– Теперь ты, – повернулась Октава к нему. – Ты будешь принцем. Принц целует лягушку, и она становится принцессой.
– Он будет принцем? – завистливо спросил Сдобсен.
– Да, – ответила Октава.
– По-моему, я лучше гожусь в принцы. Я много читал о королевских династиях в загранице.
– Нет, – отрезала Октава, – ты будешь принцессой, потому что мне нужны твои башмаки.
– Мои башмаки? – переспросил Сдобсен. – А не легче ли, чтобы я сам в них ходил?
– Конечно! – оживился Утёнок. – Пусть он ходит в своих мокрых башмаках и будет лягушкой, а принцессой лучше буду я!
– Кх, кх, – кашлянул Ковригсен. – Давайте не будем мешать Октаве, она сама отлично разберётся, кому кем быть.
– Конечно, тебе короля небось дали, – огрызнулся Сдобсен.

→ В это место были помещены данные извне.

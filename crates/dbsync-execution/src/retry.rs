//! Retry with exponential backoff for transport failures.
//!
//! Only network and authentication failures are retried. Everything else,
//! including engine errors and size mismatches, fails on the first attempt.
//! When attempts run out the last error is returned unchanged.

use crate::supervise::pause;
use dbsync_core::error::FailureClass;
use dbsync_core::{Result, SyncError};
use std::future::Future;
use std::time::{Duration, Instant};
use tokio_util::sync::CancellationToken;
use tracing::{debug, warn};

/// Retry configuration
#[derive(Debug, Clone, PartialEq)]
pub struct RetryConfig {
    /// Total attempts, including the first one
    pub max_attempts: u32,

    /// Delay before the second attempt
    pub initial_delay: Duration,

    /// Upper bound for any single delay
    pub max_delay: Duration,

    pub backoff_multiplier: f64,
}

impl Default for RetryConfig {
    fn default() -> Self {
        Self {
            max_attempts: 3,
            initial_delay: Duration::from_secs(1),
            max_delay: Duration::from_secs(30),
            backoff_multiplier: 2.0,
        }
    }
}

impl RetryConfig {
    /// Delay after the given failed attempt (1-based).
    pub fn delay_after(&self, attempt: u32) -> Duration {
        let exponent = attempt.saturating_sub(1).min(32) as i32;
        let millis = self.initial_delay.as_millis() as f64 * self.backoff_multiplier.powi(exponent);
        Duration::from_millis(millis.min(self.max_delay.as_millis() as f64) as u64)
    }
}

/// How an operation may fail, and so whether it may be retried at all.
#[derive(Debug, Clone, Copy, PartialEq, Eq, Hash)]
pub enum OperationClass {
    /// Talks to the source host; transport failures are retried.
    Network,
    /// Opens a session; rejected credentials are retried.
    Auth,
    /// Runs inside a database engine; never retried.
    Engine,
}

/// A named unit of work with its retry classification.
#[derive(Debug, Clone, PartialEq, Eq)]
pub struct RetryableOperation {
    name: String,
    class: OperationClass,
}

impl RetryableOperation {
    pub fn new(name: impl Into<String>, class: OperationClass) -> Self {
        Self {
            name: name.into(),
            class,
        }
    }

    pub fn network(name: impl Into<String>) -> Self {
        Self::new(name, OperationClass::Network)
    }

    pub fn auth(name: impl Into<String>) -> Self {
        Self::new(name, OperationClass::Auth)
    }

    pub fn engine(name: impl Into<String>) -> Self {
        Self::new(name, OperationClass::Engine)
    }

    pub fn name(&self) -> &str {
        &self.name
    }

    pub fn class(&self) -> OperationClass {
        self.class
    }
}

/// Where a tracked operation is in its retry cycle.
#[derive(Debug, Clone, Copy, PartialEq, Eq)]
pub enum RetryState {
    Pending,
    Attempting,
    Retrying,
    Succeeded,
    /// Gave up on a failure that is not retryable.
    Failed,
    /// Gave up because the attempts ran out.
    Exhausted,
}

/// What to do after a failed attempt.
#[derive(Debug)]
pub enum RetryDecision {
    Retry { attempt: u32, delay: Duration },
    GiveUp(SyncError),
}

#[derive(Debug, Clone, Default)]
pub struct RetryPolicy {
    config: RetryConfig,
}

impl RetryPolicy {
    pub fn new(config: RetryConfig) -> Self {
        Self { config }
    }

    /// A single attempt, no retries.
    pub fn never() -> Self {
        Self::new(RetryConfig {
            max_attempts: 1,
            ..RetryConfig::default()
        })
    }

    pub fn config(&self) -> &RetryConfig {
        &self.config
    }

    /// Whether `error`, raised by `operation`, may be tried again.
    pub fn is_retryable(&self, operation: &RetryableOperation, error: &SyncError) -> bool {
        operation.class != OperationClass::Engine
            && matches!(
                error.failure_class(),
                FailureClass::Network | FailureClass::Auth
            )
    }

    /// State machine for loops that need to do work between attempts,
    /// such as reopening a session.
    pub fn tracker<'a>(&'a self, operation: &'a RetryableOperation) -> RetryTracker<'a> {
        RetryTracker {
            policy: self,
            operation,
            failures: 0,
            state: RetryState::Pending,
            started: Instant::now(),
        }
    }

    /// Runs `attempt` until it succeeds, fails deterministically or runs
    /// out of attempts. Backoff sleeps end early on cancellation.
    pub async fn run<F, Fut, T>(
        &self,
        operation: &RetryableOperation,
        cancel: &CancellationToken,
        mut attempt: F,
    ) -> Result<T>
    where
        F: FnMut() -> Fut,
        Fut: Future<Output = Result<T>>,
    {
        let mut tracker = self.tracker(operation);
        loop {
            tracker.attempting();
            match attempt().await {
                Ok(value) => {
                    tracker.succeeded();
                    return Ok(value);
                }
                Err(error) => match tracker.failed(error) {
                    RetryDecision::Retry { delay, .. } => {
                        pause(delay, cancel, operation.name()).await?
                    }
                    RetryDecision::GiveUp(error) => return Err(error),
                },
            }
        }
    }
}

/// Counts failures of one logical operation.
pub struct RetryTracker<'a> {
    policy: &'a RetryPolicy,
    operation: &'a RetryableOperation,
    failures: u32,
    state: RetryState,
    started: Instant,
}

impl RetryTracker<'_> {
    pub fn failures(&self) -> u32 {
        self.failures
    }

    pub fn state(&self) -> RetryState {
        self.state
    }

    pub fn attempting(&mut self) {
        self.state = RetryState::Attempting;
    }

    pub fn succeeded(&mut self) {
        self.state = RetryState::Succeeded;
        if self.failures > 0 {
            debug!(
                "[Retry] '{}' succeeded after {} failed attempt(s) in {:?}",
                self.operation.name(),
                self.failures,
                self.started.elapsed()
            );
        }
    }

    /// Records a failure and decides whether to try again.
    pub fn failed(&mut self, error: SyncError) -> RetryDecision {
        self.failures += 1;
        let max = self.policy.config.max_attempts;
        if !self.policy.is_retryable(self.operation, &error) {
            self.state = RetryState::Failed;
            return RetryDecision::GiveUp(error);
        }
        if self.failures >= max {
            self.state = RetryState::Exhausted;
            if self.failures > 1 {
                warn!(
                    "[Retry] '{}' giving up after {} attempt(s): {}",
                    self.operation.name(),
                    self.failures,
                    error
                );
            }
            return RetryDecision::GiveUp(error);
        }
        self.state = RetryState::Retrying;
        let delay = self.policy.config.delay_after(self.failures);
        warn!(
            "[Retry] '{}' failed (attempt {}/{}): {}. Retrying in {:?}",
            self.operation.name(),
            self.failures,
            max,
            error,
            delay
        );
        RetryDecision::Retry {
            attempt: self.failures + 1,
            delay,
        }
    }
}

Он сделал несколько шагов на каблуках и накренился. Взмахнул руками, чтобы притормозить, его занесло, и он грохнулся в кучу одежды.
Пока Сдобсен, стеная и причитая, выбирался наружу, Октава взялась наряжать остальных. Ковригсену досталась красивая корона из засушенных кленовых листьев с ягодками сушёной же красной смородины. Плюс длинная накидка из старой шторы. И в довершение всего – палка Сдобсена, которую Октава посыпала пудрой, чтобы она сверкала серебром. Рядом с пудрой она нашла на полке мармеладки и произвела их в пуговицы для Простодурсена. И большую бутылку кондитерского красителя, так что Утёнка удалось выкрасить в зелёный цвет от клюва до мыска.
Вот так они наряжались и переодевались, то и дело бегая посмотреть на себя в зеркало.
– Долго ещё? – спросил Сдобсен.
– Прекрати занудствовать, – без всякой любезности ответил Простодурсен. – Ты разве не видишь, что я пришиваю мармеладные пуговицы?
Ушла принцесса, всему конец. Поёт Утёнок – он молодец…
Простодурсен снял с себя промокшую одежду, она сохла у печки, а он шаг за шагом быстро превращался в принца. В волосы ему воткнули много-много жёлтых листиков понарошки и присыпали их мелкой белой мукой. На ногах у него были старые сапоги Сдобсена. Октава залила их глазурью и притопила в ней марципановые розочки пяти цветов. Потом она взяла огромную лиловую шаль и принялась наворачивать её на Простодурсена – на восьмом обороте он стал вылитым принцем. И долго крутился перед зеркалом с очень довольным видом. Затем Октава натёрла ему щёки давленой кудыкой, и на лице заиграл винно-багровый румянец.
Тут Простодурсен услышал, что кто-то вошёл в пекарню.
Этот кто-то шваркнул дверью. И стукнул кулаком по прилавку. И завопил:
– Есть кто живой? Или пекарня закрылась на всю зиму?
Это явился Пронырсен.
– Ой, – растерялся Ковригсен. – Покупатель пришёл. Могу я обслужить его в костюме?